- [Exercise instructions]: From the first line of the entries below to the line with "use chrono::Datelike;", give each line again exactly.

+++

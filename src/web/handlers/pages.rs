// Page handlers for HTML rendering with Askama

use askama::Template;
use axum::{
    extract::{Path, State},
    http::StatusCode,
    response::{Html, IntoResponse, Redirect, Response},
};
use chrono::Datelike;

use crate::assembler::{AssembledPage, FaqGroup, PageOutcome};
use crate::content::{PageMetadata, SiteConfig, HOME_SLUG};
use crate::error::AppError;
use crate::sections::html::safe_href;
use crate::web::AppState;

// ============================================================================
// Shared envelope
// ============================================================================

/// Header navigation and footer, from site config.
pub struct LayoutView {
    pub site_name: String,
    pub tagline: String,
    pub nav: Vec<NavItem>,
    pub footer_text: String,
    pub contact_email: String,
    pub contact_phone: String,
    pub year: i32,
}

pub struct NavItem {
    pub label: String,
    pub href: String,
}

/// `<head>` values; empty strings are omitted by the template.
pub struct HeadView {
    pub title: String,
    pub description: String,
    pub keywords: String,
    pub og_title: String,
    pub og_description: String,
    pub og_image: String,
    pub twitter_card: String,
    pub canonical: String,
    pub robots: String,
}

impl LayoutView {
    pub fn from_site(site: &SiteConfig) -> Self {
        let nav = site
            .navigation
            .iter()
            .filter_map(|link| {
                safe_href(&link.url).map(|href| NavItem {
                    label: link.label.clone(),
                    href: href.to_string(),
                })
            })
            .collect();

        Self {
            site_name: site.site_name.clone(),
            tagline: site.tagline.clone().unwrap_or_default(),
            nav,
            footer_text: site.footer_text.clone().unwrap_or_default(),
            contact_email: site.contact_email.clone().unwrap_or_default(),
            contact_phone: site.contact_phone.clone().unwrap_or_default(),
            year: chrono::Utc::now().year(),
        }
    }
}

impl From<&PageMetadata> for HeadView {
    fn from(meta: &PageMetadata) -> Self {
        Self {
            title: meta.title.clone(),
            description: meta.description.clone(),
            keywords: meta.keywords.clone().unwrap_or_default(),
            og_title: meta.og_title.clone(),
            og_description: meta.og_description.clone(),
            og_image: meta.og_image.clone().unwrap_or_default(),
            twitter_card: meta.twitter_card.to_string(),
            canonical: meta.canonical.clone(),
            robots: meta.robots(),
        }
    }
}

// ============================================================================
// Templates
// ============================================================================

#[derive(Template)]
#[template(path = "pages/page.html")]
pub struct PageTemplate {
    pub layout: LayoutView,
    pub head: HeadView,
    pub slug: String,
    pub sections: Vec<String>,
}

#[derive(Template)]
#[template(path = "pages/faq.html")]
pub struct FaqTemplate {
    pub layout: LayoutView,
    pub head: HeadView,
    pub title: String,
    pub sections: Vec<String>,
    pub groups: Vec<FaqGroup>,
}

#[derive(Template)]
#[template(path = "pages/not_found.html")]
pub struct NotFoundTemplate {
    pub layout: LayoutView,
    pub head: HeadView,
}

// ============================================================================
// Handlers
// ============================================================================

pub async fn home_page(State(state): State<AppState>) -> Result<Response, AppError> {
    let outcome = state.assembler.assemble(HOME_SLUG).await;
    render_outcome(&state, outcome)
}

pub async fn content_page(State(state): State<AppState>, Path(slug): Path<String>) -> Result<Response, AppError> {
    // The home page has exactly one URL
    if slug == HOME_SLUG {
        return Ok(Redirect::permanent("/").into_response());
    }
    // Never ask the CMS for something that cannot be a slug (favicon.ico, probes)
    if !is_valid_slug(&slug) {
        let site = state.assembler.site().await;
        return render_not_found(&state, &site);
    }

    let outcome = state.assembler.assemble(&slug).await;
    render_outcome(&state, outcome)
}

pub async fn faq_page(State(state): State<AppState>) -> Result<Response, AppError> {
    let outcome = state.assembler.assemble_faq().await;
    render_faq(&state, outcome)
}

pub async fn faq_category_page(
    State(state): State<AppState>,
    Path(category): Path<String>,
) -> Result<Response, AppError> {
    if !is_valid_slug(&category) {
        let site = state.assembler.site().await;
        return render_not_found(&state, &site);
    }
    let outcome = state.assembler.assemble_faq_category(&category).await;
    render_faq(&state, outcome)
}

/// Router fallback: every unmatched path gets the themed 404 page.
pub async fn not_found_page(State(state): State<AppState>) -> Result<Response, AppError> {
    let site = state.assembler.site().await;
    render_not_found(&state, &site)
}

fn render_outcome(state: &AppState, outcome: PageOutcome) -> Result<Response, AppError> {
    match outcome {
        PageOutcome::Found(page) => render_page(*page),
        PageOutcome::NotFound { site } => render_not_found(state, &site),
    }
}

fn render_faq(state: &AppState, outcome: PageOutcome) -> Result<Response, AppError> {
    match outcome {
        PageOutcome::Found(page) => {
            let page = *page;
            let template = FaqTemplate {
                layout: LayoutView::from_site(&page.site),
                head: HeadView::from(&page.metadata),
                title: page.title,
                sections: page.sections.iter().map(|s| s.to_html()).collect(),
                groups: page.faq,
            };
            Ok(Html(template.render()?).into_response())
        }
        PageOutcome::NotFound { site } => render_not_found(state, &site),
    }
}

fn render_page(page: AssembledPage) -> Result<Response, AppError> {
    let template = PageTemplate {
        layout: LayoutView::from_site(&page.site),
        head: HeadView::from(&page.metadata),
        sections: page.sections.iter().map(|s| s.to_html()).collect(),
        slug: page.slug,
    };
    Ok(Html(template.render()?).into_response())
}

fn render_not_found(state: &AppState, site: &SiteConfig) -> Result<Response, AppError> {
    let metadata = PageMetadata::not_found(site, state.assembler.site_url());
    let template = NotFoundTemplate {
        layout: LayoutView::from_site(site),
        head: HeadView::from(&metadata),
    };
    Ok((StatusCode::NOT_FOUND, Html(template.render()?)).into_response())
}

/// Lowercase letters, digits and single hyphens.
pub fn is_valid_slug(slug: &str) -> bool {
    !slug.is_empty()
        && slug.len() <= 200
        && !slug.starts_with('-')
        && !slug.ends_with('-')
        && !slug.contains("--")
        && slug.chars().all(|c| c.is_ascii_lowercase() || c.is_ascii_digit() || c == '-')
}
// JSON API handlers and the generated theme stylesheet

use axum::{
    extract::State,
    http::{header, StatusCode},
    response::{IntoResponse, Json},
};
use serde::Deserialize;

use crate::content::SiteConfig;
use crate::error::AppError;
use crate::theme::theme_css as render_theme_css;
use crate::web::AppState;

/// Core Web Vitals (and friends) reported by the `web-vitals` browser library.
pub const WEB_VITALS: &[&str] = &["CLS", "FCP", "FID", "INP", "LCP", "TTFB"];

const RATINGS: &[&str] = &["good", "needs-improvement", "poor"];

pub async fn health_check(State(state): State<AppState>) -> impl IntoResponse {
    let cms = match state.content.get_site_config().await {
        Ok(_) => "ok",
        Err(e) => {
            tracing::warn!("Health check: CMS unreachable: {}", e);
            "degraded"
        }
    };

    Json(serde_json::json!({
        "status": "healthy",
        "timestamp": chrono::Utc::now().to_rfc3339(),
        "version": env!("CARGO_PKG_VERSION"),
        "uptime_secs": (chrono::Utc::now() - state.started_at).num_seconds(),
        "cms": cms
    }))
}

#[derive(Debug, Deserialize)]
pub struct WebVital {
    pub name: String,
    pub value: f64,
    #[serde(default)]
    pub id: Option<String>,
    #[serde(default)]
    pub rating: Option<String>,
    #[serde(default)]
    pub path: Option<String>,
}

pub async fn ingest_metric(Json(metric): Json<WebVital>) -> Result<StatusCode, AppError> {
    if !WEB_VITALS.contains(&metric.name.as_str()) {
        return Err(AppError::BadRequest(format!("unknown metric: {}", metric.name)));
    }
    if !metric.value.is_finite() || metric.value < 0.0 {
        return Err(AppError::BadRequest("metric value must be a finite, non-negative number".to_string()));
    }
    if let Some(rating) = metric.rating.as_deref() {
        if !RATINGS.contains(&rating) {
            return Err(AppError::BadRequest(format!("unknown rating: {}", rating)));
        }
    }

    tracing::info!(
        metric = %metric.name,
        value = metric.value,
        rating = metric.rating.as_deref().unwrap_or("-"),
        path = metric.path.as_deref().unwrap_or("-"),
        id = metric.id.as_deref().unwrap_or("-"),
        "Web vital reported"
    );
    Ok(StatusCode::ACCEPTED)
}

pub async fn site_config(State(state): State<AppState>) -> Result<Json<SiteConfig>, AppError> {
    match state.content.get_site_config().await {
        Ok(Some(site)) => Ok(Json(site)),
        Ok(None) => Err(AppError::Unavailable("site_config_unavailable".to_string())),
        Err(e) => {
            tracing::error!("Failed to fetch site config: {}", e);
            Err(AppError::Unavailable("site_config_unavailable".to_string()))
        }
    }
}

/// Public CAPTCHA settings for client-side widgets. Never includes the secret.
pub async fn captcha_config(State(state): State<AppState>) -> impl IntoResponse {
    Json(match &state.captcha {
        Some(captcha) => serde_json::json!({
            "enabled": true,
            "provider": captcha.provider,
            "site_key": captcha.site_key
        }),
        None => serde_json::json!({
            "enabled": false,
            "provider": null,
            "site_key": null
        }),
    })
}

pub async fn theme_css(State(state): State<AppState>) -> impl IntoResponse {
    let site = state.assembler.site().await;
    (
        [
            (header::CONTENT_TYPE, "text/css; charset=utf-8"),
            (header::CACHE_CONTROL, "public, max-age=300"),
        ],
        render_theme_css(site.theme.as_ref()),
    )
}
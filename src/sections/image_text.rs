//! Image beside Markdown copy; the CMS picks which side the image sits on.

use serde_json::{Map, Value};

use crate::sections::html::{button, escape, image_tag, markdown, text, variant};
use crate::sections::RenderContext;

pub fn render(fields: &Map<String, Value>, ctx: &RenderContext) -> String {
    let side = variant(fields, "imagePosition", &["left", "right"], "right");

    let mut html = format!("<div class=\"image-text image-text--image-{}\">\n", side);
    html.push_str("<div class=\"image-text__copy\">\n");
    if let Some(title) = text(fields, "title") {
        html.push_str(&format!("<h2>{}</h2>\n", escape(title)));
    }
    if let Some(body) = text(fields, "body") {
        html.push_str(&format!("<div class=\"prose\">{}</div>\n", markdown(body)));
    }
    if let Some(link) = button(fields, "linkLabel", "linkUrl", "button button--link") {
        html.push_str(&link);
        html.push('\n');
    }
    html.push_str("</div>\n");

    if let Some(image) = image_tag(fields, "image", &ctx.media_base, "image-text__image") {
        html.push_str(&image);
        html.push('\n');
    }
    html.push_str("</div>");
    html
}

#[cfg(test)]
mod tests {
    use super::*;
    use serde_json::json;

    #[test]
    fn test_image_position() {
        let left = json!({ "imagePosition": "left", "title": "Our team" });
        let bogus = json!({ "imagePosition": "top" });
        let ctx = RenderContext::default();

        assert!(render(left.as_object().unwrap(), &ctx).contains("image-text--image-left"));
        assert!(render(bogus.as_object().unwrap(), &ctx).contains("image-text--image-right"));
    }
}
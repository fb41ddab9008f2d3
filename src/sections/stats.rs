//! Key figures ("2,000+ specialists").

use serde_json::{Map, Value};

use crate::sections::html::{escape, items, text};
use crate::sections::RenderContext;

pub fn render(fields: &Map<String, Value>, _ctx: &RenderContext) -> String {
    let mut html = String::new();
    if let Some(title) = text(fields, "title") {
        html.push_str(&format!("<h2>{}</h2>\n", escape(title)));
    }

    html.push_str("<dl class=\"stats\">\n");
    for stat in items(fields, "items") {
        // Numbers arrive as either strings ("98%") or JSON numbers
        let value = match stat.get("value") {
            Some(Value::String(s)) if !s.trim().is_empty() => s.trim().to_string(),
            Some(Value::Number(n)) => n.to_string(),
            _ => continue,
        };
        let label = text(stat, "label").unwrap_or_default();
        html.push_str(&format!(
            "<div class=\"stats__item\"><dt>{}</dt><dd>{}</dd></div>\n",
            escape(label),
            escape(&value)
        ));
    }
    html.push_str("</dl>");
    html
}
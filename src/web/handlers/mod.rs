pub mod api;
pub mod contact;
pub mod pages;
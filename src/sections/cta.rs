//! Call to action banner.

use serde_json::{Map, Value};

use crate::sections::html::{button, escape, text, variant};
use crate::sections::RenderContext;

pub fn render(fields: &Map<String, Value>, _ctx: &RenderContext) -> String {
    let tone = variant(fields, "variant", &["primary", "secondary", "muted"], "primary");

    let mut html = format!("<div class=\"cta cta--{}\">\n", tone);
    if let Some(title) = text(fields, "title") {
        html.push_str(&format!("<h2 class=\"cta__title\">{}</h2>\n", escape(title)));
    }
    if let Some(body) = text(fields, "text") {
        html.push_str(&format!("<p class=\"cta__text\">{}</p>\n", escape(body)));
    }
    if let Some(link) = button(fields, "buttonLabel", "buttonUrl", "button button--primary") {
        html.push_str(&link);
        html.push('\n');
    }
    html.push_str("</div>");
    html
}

+++

- [Expected answer]:
filename src/web/handlers/pages.rs
// Page handlers for HTML rendering with Askama

use askama::Template;
use axum::{
    extract::{Path, State},
    http::StatusCode,
    response::{Html, IntoResponse, Redirect, Response},
};
use chrono::Datelike;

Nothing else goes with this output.